Premièrement, à la base, la cohorte ECLIPSE ne présente pas d’appariement entre les sujets MPOC et les sujets témoins en ce qui a trait aux données démographiques. Sachant que le phénotype de composition corporelle varie grandement selon le sexe et l’âge, il est important d’en tenir compte lors d’une comparaison intergroupe. De plus, même si nous ne pensons pas que cela ait pus affecter nos conclusions, puisque le protocole d’imagerie n’a pas été conçu au départ pour une évaluation de la distribution du tissu adipeux, nous n’avons pu obtenir des images au niveau anatomique désiré que chez 25-30% de la cohorte. Par contre, malgré de grandes différences pour le nombre de sujet, le sexe et l’âge dont nous avons dû tenir compte lors des

analyses statistiques, l’IMC, seule variable de composition corporelle, ne diffère pas entre nos groupes.

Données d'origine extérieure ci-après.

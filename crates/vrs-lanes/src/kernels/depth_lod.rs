// Copyright 2025 eraflo
//
// Licensed under the Apache License, Version 2.0 (the "License");
// you may not use this file except in compliance with the License.
// You may obtain a copy of the License at
//
//     http://www.apache.org/licenses/LICENSE-2.0
//
// Unless required by applicable law or agreed to in writing, software
// distributed under the License is distributed on an "AS IS" BASIS,
// WITHOUT WARRANTIES OR CONDITIONS OF ANY KIND, either express or implied.
// See the License for the specific language governing permissions and
// limitations under the License.

use super::{band_rate, check_extent, tile_pixels, KernelError};
use vrs_core::renderer::{DepthImage, DepthLodUniforms, SceneInput};
use vrs_core::{RateLadder, ShadingRateTileMap};

/// Normalized linear distance in `[0, 1]` of a reversed-Z depth sample,
/// 0 at the near plane and 1 at the far plane.
pub fn linearize_depth(raw: f32, near: f32, far: f32) -> f32 {
    if far <= near {
        return 0.0;
    }
    let d = raw.clamp(0.0, 1.0);
    let z = near * far / (d * (far - near) + near);
    ((z - near) / (far - near)).clamp(0.0, 1.0)
}

/// Assigns each tile a rate from the linear depth of its nearest sample.
pub fn depth_lod(
    map: &mut ShadingRateTileMap,
    depth: &DepthImage,
    u: &DepthLodUniforms,
) -> Result<(), KernelError> {
    check_extent(
        SceneInput::Depth,
        depth.extent(),
        (u.target_width, u.target_height),
    )?;
    let ladder = RateLadder::new(u.extended != 0);

    for (tx, ty) in map.grid().coords() {
        let (x0, y0, x1, y1) = tile_pixels(tx, ty, u.tile_size, u.target_width, u.target_height);
        // Reversed-Z: the largest value is the closest surface.
        let mut nearest = 0.0f32;
        for y in y0..y1 {
            for x in x0..x1 {
                nearest = nearest.max(depth.get(x, y));
            }
        }
        let distance = linearize_depth(nearest, u.camera_near, u.camera_far);
        map.set(tx, ty, band_rate(distance, u.lod_near, u.lod_far, ladder));
    }
    Ok(())
}

#[cfg(test)]
mod tests {
    use super::*;
    use approx::assert_relative_eq;
    use vrs_core::{ShadingRate, TileGrid};

    fn uniforms(width: u32, height: u32) -> DepthLodUniforms {
        DepthLodUniforms {
            tiles_x: width.div_ceil(8),
            tiles_y: height.div_ceil(8),
            tile_size: 8,
            extended: 1,
            target_width: width,
            target_height: height,
            _pad: [0; 2],
            camera_near: 1.0,
            camera_far: 100.0,
            lod_near: 0.2,
            lod_far: 0.5,
        }
    }

    #[test]
    fn test_linearize_depth_endpoints() {
        assert_relative_eq!(linearize_depth(1.0, 1.0, 100.0), 0.0);
        assert_relative_eq!(linearize_depth(0.0, 1.0, 100.0), 1.0);
        assert_eq!(linearize_depth(0.5, 10.0, 10.0), 0.0);
        assert!(linearize_depth(0.1, 1.0, 100.0) > linearize_depth(0.2, 1.0, 100.0));
    }

    #[test]
    fn test_near_geometry_is_full_rate_far_is_coarse() {
        let u = uniforms(16, 8);
        // Left tile hugs the camera, right tile sits at the far plane.
        let depth = DepthImage::from_fn(16, 8, |x, _| if x < 8 { 1.0 } else { 0.0 });
        let mut map = ShadingRateTileMap::new(TileGrid::new(2, 1));
        depth_lod(&mut map, &depth, &u).unwrap();
        assert_eq!(map.get(0, 0), Some(ShadingRate::R1x1));
        assert_eq!(map.get(1, 0), Some(ShadingRate::R4x4));
    }

    #[test]
    fn test_one_near_sample_keeps_the_tile_fine() {
        let u = uniforms(8, 8);
        let depth = DepthImage::from_fn(8, 8, |x, y| if (x, y) == (3, 5) { 1.0 } else { 0.0 });
        let mut map = ShadingRateTileMap::new(TileGrid::new(1, 1));
        depth_lod(&mut map, &depth, &u).unwrap();
        assert_eq!(map.get(0, 0), Some(ShadingRate::R1x1));
    }

    #[test]
    fn test_clamps_to_base_rates() {
        let mut u = uniforms(8, 8);
        u.extended = 0;
        let depth = DepthImage::new(8, 8);
        let mut map = ShadingRateTileMap::new(TileGrid::new(1, 1));
        depth_lod(&mut map, &depth, &u).unwrap();
        assert_eq!(map.get(0, 0), Some(ShadingRate::R2x2));
    }

    #[test]
    fn test_rejects_mismatched_depth() {
        let u = uniforms(16, 16);
        let depth = DepthImage::new(8, 8);
        let mut map = ShadingRateTileMap::new(TileGrid::new(2, 2));
        assert!(matches!(
            depth_lod(&mut map, &depth, &u),
            Err(KernelError::ExtentMismatch { .. })
        ));
    }
}
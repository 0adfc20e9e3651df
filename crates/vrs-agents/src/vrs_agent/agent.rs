// Copyright 2025 eraflo
//
// Licensed under the Apache License, Version 2.0 (the "License");
// you may not use this file except in compliance with the License.
// You may obtain a copy of the License at
//
//     http://www.apache.org/licenses/LICENSE-2.0
//
// Unless required by applicable law or agreed to in writing, software
// distributed under the License is distributed on an "AS IS" BASIS,
// WITHOUT WARRANTIES OR CONDITIONS OF ANY KIND, either express or implied.
// See the License for the specific language governing permissions and
// limitations under the License.


//! Defines the VrsAgent, the per-frame orchestrator of the shading-rate map.

use super::pointer::PointerTracker;
use crate::experiment::{Experiment, ExperimentOutcome};
use std::sync::Arc;
use std::time::{Duration, Instant};
use vrs_core::capability::{self, ShadingRateTier, VrsCapabilities};
use vrs_core::lane::{FrameInputs, Lane, LaneContext, LaneError, LaneRegistry, ShadingDevice};
use vrs_core::renderer::{RateMapState, SceneTargets, ShadingRateBinding, ShadingRateDevice};
use vrs_core::settings::{PostFilter, StartupOverrides};
use vrs_core::{
    RateStatistics, ShadingMode, ShadingRate, ShadingRateTileMap, TileGrid, VrsError, VrsSettings,
};
use vrs_lanes::{generator_lanes, upload_full_rate, DebugOverlayLane, SingleEliminationLane};

const POST_FILTER_LANE: &str = "SingleElimination";
const OVERLAY_LANE: &str = "DebugOverlay";

/// Measurements of the previous frame fed to [`VrsAgent::update`].
#[derive(Debug, Clone, Copy, Default, PartialEq)]
pub struct FrameTelemetry {
    /// GPU time of the previous frame in milliseconds, if measured.
    pub gpu_frame_time_ms: Option<f32>,
    /// Pointer position in render-target pixels, if known.
    pub pointer: Option<(f32, f32)>,
}
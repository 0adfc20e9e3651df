// Copyright 2025 eraflo
//
// Licensed under the Apache License, Version 2.0 (the "License");
// you may not use this file except in compliance with the License.
// You may obtain a copy of the License at
//
//     http://www.apache.org/licenses/LICENSE-2.0
//
// Unless required by applicable law or agreed to in writing, software
// distributed under the License is distributed on an "AS IS" BASIS,
// WITHOUT WARRANTIES OR CONDITIONS OF ANY KIND, either express or implied.
// See the License for the specific language governing permissions and
// limitations under the License.

//! CPU checkerboard reference pattern.

use super::{frame_context, stage_and_upload};
use vrs_core::lane::{Lane, LaneContext, LaneError, LaneKind};
use vrs_core::ShadingRate;

/// Alternates 1x1 and 2x2 tiles: 1x1 wherever `x + y` is even.
#[derive(Debug, Default)]
pub struct CheckerboardLane;

impl CheckerboardLane {
    /// Creates the lane.
    pub fn new() -> Self {
        Self
    }

    /// Rate of tile `(x, y)`.
    #[inline]
    pub fn rate_at(x: u32, y: u32) -> ShadingRate {
        if (x + y) % 2 == 0 {
            ShadingRate::R1x1
        } else {
            ShadingRate::R2x2
        }
    }
}

impl Lane for CheckerboardLane {
    fn strategy_name(&self) -> &'static str {
        "Checkerboard"
    }

    fn lane_kind(&self) -> LaneKind {
        LaneKind::Generator
    }

    fn execute(&self, ctx: &mut LaneContext) -> Result<(), LaneError> {
        let (device, frame) = frame_context(ctx)?;
        stage_and_upload(device.as_ref(), frame.grid, frame.tile_size(), Self::rate_at)
    }

    fn as_any(&self) -> &dyn std::any::Any {
        self
    }
}

#[cfg(test)]
mod tests {
    use super::*;

    #[test]
    fn test_parity() {
        assert_eq!(CheckerboardLane::rate_at(0, 0), ShadingRate::R1x1);
        assert_eq!(CheckerboardLane::rate_at(1, 0), ShadingRate::R2x2);
        assert_eq!(CheckerboardLane::rate_at(7, 3), ShadingRate::R1x1);
        assert_eq!(CheckerboardLane::rate_at(8, 3), ShadingRate::R2x2);
    }
}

Même si un suivi sur trois ans est une des forces de cette étude pour évaluer la progression de la maladie pulmonaire, cela n’est pas suffisant pour déterminer les impacts réels de l’obésité et de la distribution du tissu adipeux. Par exemple, le taux de décès à 3 ans d’environ 10% soit 50 personnes, ne permet pas d’obtenir une puissance statistique suffisante pour mettre en lumière l’impact des modifications de la composition corporelle sur la mortalité dans cette cohorte. Un suivi sur une plus longue période serait nécessaire puisque les conséquences néfastes de l’obésité apparaissent souvent après plusieurs années.

Finalement, aucune évaluation du niveau d’activité physique ni de bilan alimentaire n’a été effectuée pour l’ensemble de la cohorte. Puisque la balance énergétique influence grandement la prise pondérale, tant l’activité physique que les habitudes alimentaires deviennent des variables confondantes majeures. Il devient donc difficile de distinguer si la présence accrue de graisse viscérale dans les stades plus avancés de la maladie est attribuable à la maladie elle-même ou à l’augmentation de la sédentarité induite par une plus grande limitation ventilatoire ou à des habitudes alimentaires spécifiques. De la même façon, bien qu’on observe une relation significative entre la distance parcourue lors du TDM6 et le tissu adipeux viscéral, celle-ci pourrait s’expliquer seulement par un niveau de sédentarité plus élevé.